This point of view, however, confronts a serious problem of its own. Not only is a doctrine of rewards taught in Scripture, but we are actually commanded to pursue them.

Thus Jesus said:

"Do not lay up for yourselves treasures on earth... but lay up for yourselves treasures in heaven, where neither moth nor rust destroys and where thieves do not break in and steal. For where your treasure is, there your heart will be also (Matt 6:19-21).

We may observe here that our Lord does not present the pursuit of heavenly treasure as though it were optional. On the contrary, it is clear that He wants every disciple of His to lay up this celestial wealth.

The reason for this is also stated. Wherever our treasure happens to be, that's where our hearts will be focused. And God wants our hearts to be focused on heaven and that is why we are commanded to invest in heavenly rewards.

God knows better than we do what will captivate our hearts for Him. Evidently, rewards play a significant role in this.

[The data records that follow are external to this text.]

//! # Operation Dispatcher
//!
//! Fans an operation out over constituent graphs and merges what comes back.
//!
//! 1. **Select** target graphs: the operation's graph-id selector, or every
//!    graph. A mutation without a selector follows the [`WriteTargetPolicy`].
//! 2. **Scope** the operation to each target's schema; graphs left with
//!    nothing to do are skipped.
//! 3. **Run** the sub-invocations on a bounded rayon pool and wait for all of
//!    them (barrier) before looking at any result.
//! 4. **Merge** by the operation's declared shape.
//!
//! A failing graph fails the whole call and every iterator already produced
//! is closed, unless the operation is best-effort.

use crate::config::WriteTargetPolicy;
use crate::graph::Graph;
use crate::iterable::{ElementIterator, UnionIterator};
use crate::operation::{Operation, OperationResult, OperationShape, OutputKind};
use crate::registry::RegistrySnapshot;
use crate::{Context, FederationError};
use rayon::prelude::*;
use std::collections::BTreeSet;
use std::sync::Arc;

/// Runs operations against a registry snapshot.
#[derive(Debug)]
pub struct Dispatcher {
    pool: rayon::ThreadPool,
    write_policy: WriteTargetPolicy,
}

impl Dispatcher {
    /// A dispatcher running at most `parallelism` graphs at once.
    pub fn new(
        parallelism: usize,
        write_policy: WriteTargetPolicy,
    ) -> Result<Self, FederationError> {
        let pool = rayon::ThreadPoolBuilder::new()
            .num_threads(parallelism.max(1))
            .thread_name(|i| format!("fedgraph-dispatch-{}", i))
            .build()
            .map_err(|e| FederationError::Configuration(format!("dispatch pool: {}", e)))?;
        Ok(Self { pool, write_policy })
    }

    #[must_use]
    pub fn write_policy(&self) -> WriteTargetPolicy {
        self.write_policy
    }

    #[must_use]
    pub fn parallelism(&self) -> usize {
        self.pool.current_num_threads()
    }

    /// Run an output or mutation operation across the snapshot's graphs.
    pub fn dispatch(
        &self,
        snapshot: &RegistrySnapshot,
        operation: &Operation,
        ctx: &Context,
    ) -> Result<OperationResult, FederationError> {
        let shape = operation.shape();
        if shape == OperationShape::Registry {
            return Err(FederationError::UnsupportedOperation(
                operation.name().to_string(),
            ));
        }

        let selected = self.select(snapshot, operation)?;
        if let Some(elements) = operation.elements()
            && let Some(orphan) = elements
                .iter()
                .find(|e| !selected.iter().any(|g| g.schema().has_group(e.group())))
        {
            return Err(FederationError::InvalidElement(format!(
                "no target graph accepts group {}",
                orphan.group()
            )));
        }

        let targets: Vec<(Arc<Graph>, Operation)> = selected
            .into_iter()
            .filter_map(|graph| {
                let scoped = operation.scoped_to(graph.schema())?;
                Some((graph, scoped))
            })
            .collect();

        if targets.is_empty() && !operation.is_known() {
            return Err(FederationError::UnsupportedOperation(
                operation.name().to_string(),
            ));
        }

        tracing::debug!(
            operation = operation.name(),
            job_id = %ctx.job_id,
            graphs = targets.len(),
            "dispatching operation"
        );

        let results: Vec<(String, Result<OperationResult, FederationError>)> =
            self.pool.install(|| {
                targets
                    .par_iter()
                    .map(|(graph, scoped)| {
                        (graph.graph_id().to_string(), graph.execute(scoped, ctx))
                    })
                    .collect()
            });

        collect_results(operation, shape, results)
    }

    fn select(
        &self,
        snapshot: &RegistrySnapshot,
        operation: &Operation,
    ) -> Result<Vec<Arc<Graph>>, FederationError> {
        match &operation.options().graph_ids {
            // A graph named twice still runs the operation once.
            Some(ids) => {
                let mut seen = BTreeSet::new();
                ids.iter()
                    .filter(|id| seen.insert(id.as_str()))
                    .map(|id| {
                        snapshot.get(id).cloned().ok_or_else(|| {
                            FederationError::Configuration(format!(
                                "graphId {} is not in the federation",
                                id
                            ))
                        })
                    })
                    .collect()
            }
            None if operation.shape() == OperationShape::Mutation
                && self.write_policy == WriteTargetPolicy::RejectAmbiguous =>
            {
                Err(FederationError::Configuration(format!(
                    "{} names no target graphs and ambiguous writes are rejected",
                    operation.name()
                )))
            }
            None => Ok(snapshot.graphs().cloned().collect()),
        }
    }
}

/// Apply the failure policy, then merge.
fn collect_results(
    operation: &Operation,
    shape: OperationShape,
    results: Vec<(String, Result<OperationResult, FederationError>)>,
) -> Result<OperationResult, FederationError> {
    let attempted = results.len();
    let mut unsupported = 0;
    let mut failure: Option<(String, FederationError)> = None;
    let mut produced = Vec::with_capacity(attempted);

    for (graph_id, result) in results {
        match result {
            Ok(output) => produced.push(output),
            Err(err) => {
                if matches!(err, FederationError::UnsupportedOperation(_)) {
                    unsupported += 1;
                }
                if operation.options().best_effort {
                    tracing::warn!(
                        graph_id = %graph_id,
                        operation = operation.name(),
                        error = %err,
                        "skipping failed graph"
                    );
                } else if failure.is_none() {
                    failure = Some((graph_id, err));
                }
            }
        }
    }

    if attempted > 0 && unsupported == attempted {
        close_all(&mut produced);
        return Err(FederationError::UnsupportedOperation(
            operation.name().to_string(),
        ));
    }
    if let Some((graph_id, err)) = failure {
        close_all(&mut produced);
        return Err(FederationError::dispatch(&graph_id, operation.name(), err));
    }

    merge(shape, produced)
}

fn close_all(results: &mut [OperationResult]) {
    for result in results {
        result.close();
    }
}

fn merge(
    shape: OperationShape,
    produced: Vec<OperationResult>,
) -> Result<OperationResult, FederationError> {
    match shape {
        OperationShape::Mutation | OperationShape::Registry => Ok(OperationResult::Done),
        OperationShape::Output(OutputKind::Elements) => {
            let mut parts: Vec<ElementIterator> = Vec::with_capacity(produced.len());
            let mut rest = produced.into_iter();
            while let Some(result) = rest.next() {
                match result {
                    OperationResult::Elements(iter) => parts.push(iter),
                    other => {
                        drop(UnionIterator::new(parts));
                        for mut remaining in rest {
                            remaining.close();
                        }
                        return Err(FederationError::Serialization(format!(
                            "expected Elements result, got {:?}",
                            other
                        )));
                    }
                }
            }
            Ok(OperationResult::Elements(Box::new(UnionIterator::new(parts))))
        }
        OperationShape::Output(OutputKind::Count) => produced
            .into_iter()
            .try_fold(0u64, |total, result| {
                Ok(total.saturating_add(result.into_count()?))
            })
            .map(OperationResult::Count),
        OperationShape::Output(OutputKind::GraphIds) => produced
            .into_iter()
            .try_fold(BTreeSet::new(), |mut ids, result| {
                ids.extend(result.into_graph_ids()?);
                Ok(ids)
            })
            .map(OperationResult::GraphIds),
    }
}

// =============================================================================
// TESTS
// =============================================================================

#[cfg(test)]
mod tests {
    use super::*;
    use crate::iterable::{CloseableIterator, VecIterator};
    use crate::User;

    fn elements(n: u32) -> OperationResult {
        let items = (0..n)
            .map(|i| crate::element::Element::entity("E", i.to_string()))
            .collect();
        OperationResult::Elements(Box::new(VecIterator::new(items)))
    }

    #[test]
    fn counts_are_summed() {
        let merged = merge(
            OperationShape::Output(OutputKind::Count),
            vec![OperationResult::Count(2), OperationResult::Count(3)],
        )
        .and_then(OperationResult::into_count)
        .expect("count");
        assert_eq!(merged, 5);
    }

    #[test]
    fn element_results_are_unioned() {
        let mut merged = merge(
            OperationShape::Output(OutputKind::Elements),
            vec![elements(2), elements(0), elements(1)],
        )
        .and_then(OperationResult::into_elements)
        .expect("elements");
        assert_eq!(merged.by_ref().count(), 3);
        merged.close();
    }

    #[test]
    fn graph_ids_are_unioned() {
        let merged = merge(
            OperationShape::Output(OutputKind::GraphIds),
            vec![
                OperationResult::GraphIds(["a".to_string()].into()),
                OperationResult::GraphIds(["a".to_string(), "b".to_string()].into()),
            ],
        )
        .and_then(OperationResult::into_graph_ids)
        .expect("ids");
        assert_eq!(merged.len(), 2);
    }

    #[test]
    fn one_failure_fails_the_call() {
        let op = Operation::get_all_elements();
        let err = collect_results(
            &op,
            op.shape(),
            vec![
                ("a".to_string(), Ok(elements(1))),
                ("b".to_string(), Err(FederationError::Io("gone".to_string()))),
            ],
        )
        .expect_err("failure");
        assert!(matches!(err, FederationError::Dispatch { ref graph_id, .. } if graph_id == "b"));
    }

    #[test]
    fn best_effort_skips_failures() {
        let op = Operation::get_all_elements().with_options(
            crate::operation::OperationOptions::default().best_effort(),
        );
        let merged = collect_results(
            &op,
            op.shape(),
            vec![
                ("a".to_string(), Ok(elements(2))),
                ("b".to_string(), Err(FederationError::Io("gone".to_string()))),
            ],
        )
        .and_then(OperationResult::into_elements)
        .expect("best effort");
        assert_eq!(merged.count(), 2);
    }

    #[test]
    fn unsupported_everywhere_is_unsupported() {
        let op = Operation::CountAllElements {
            options: Default::default(),
        };
        let err = collect_results(
            &op,
            op.shape(),
            vec![(
                "a".to_string(),
                Err(FederationError::UnsupportedOperation("CountAllElements".into())),
            )],
        )
        .expect_err("unsupported");
        assert!(matches!(err, FederationError::UnsupportedOperation(_)));
    }

    #[test]
    fn registry_operations_are_not_dispatched() {
        let dispatcher = Dispatcher::new(2, WriteTargetPolicy::AllGraphs).expect("pool");
        let snapshot = RegistrySnapshot::default();
        let ctx = Context::new(User::default(), "job");
        assert!(dispatcher
            .dispatch(&snapshot, &Operation::GetAllGraphIds, &ctx)
            .is_err());
    }

    #[test]
    fn reject_policy_needs_a_selector() {
        let dispatcher = Dispatcher::new(1, WriteTargetPolicy::RejectAmbiguous).expect("pool");
        let snapshot = RegistrySnapshot::default();
        let ctx = Context::new(User::default(), "job");
        let err = dispatcher
            .dispatch(&snapshot, &Operation::add_elements(vec![]), &ctx)
            .expect_err("ambiguous");
        assert!(matches!(err, FederationError::Configuration(_)));
    }

    #[test]
    fn empty_federation_reads_nothing() {
        let dispatcher = Dispatcher::new(1, WriteTargetPolicy::AllGraphs).expect("pool");
        let snapshot = RegistrySnapshot::default();
        let ctx = Context::new(User::default(), "job");
        let result = dispatcher
            .dispatch(&snapshot, &Operation::get_all_elements(), &ctx)
            .and_then(OperationResult::into_elements)
            .expect("read");
        assert_eq!(result.count(), 0);
    }
}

It may sound pious for someone to say: "I am not interested in rewards! I serve God [for His glory alone]!" But such a person is claiming to be more loftily motivated than even the Apostle Paul himself! He wrote:

Do you not know that those who run in a race all run, but one receives the prize? Run in such a way that you may obtain it. And everyone who competes for the prize is temperate in all things. Now they do it to obtain a perishable crown, but we for an imperishable crown. Therefore I run thus: not with uncertainty. Thus I fight: not as one who beats the air. But I discipline my body and bring it into subjection, lest, when I have preached to others, I myself should become disqualified (1 Cor 9:24-27).

Obviously Paul was not "running" to obtain his justification or his eternal salvation! Those things were already his by grace alone. It follows then that Paul is talking about the "reward"—the prize—that could be won by a person who ran a winning race.

Obviously, too, Paul is highly motivated by the thought of winning this prize. He dedicates himself to obtaining it with the same intense self-discipline that characterizes the superior athlete.

Those who disparage rewards as a powerful Christian motivation ought to read their NT again—this time, with their eyes open!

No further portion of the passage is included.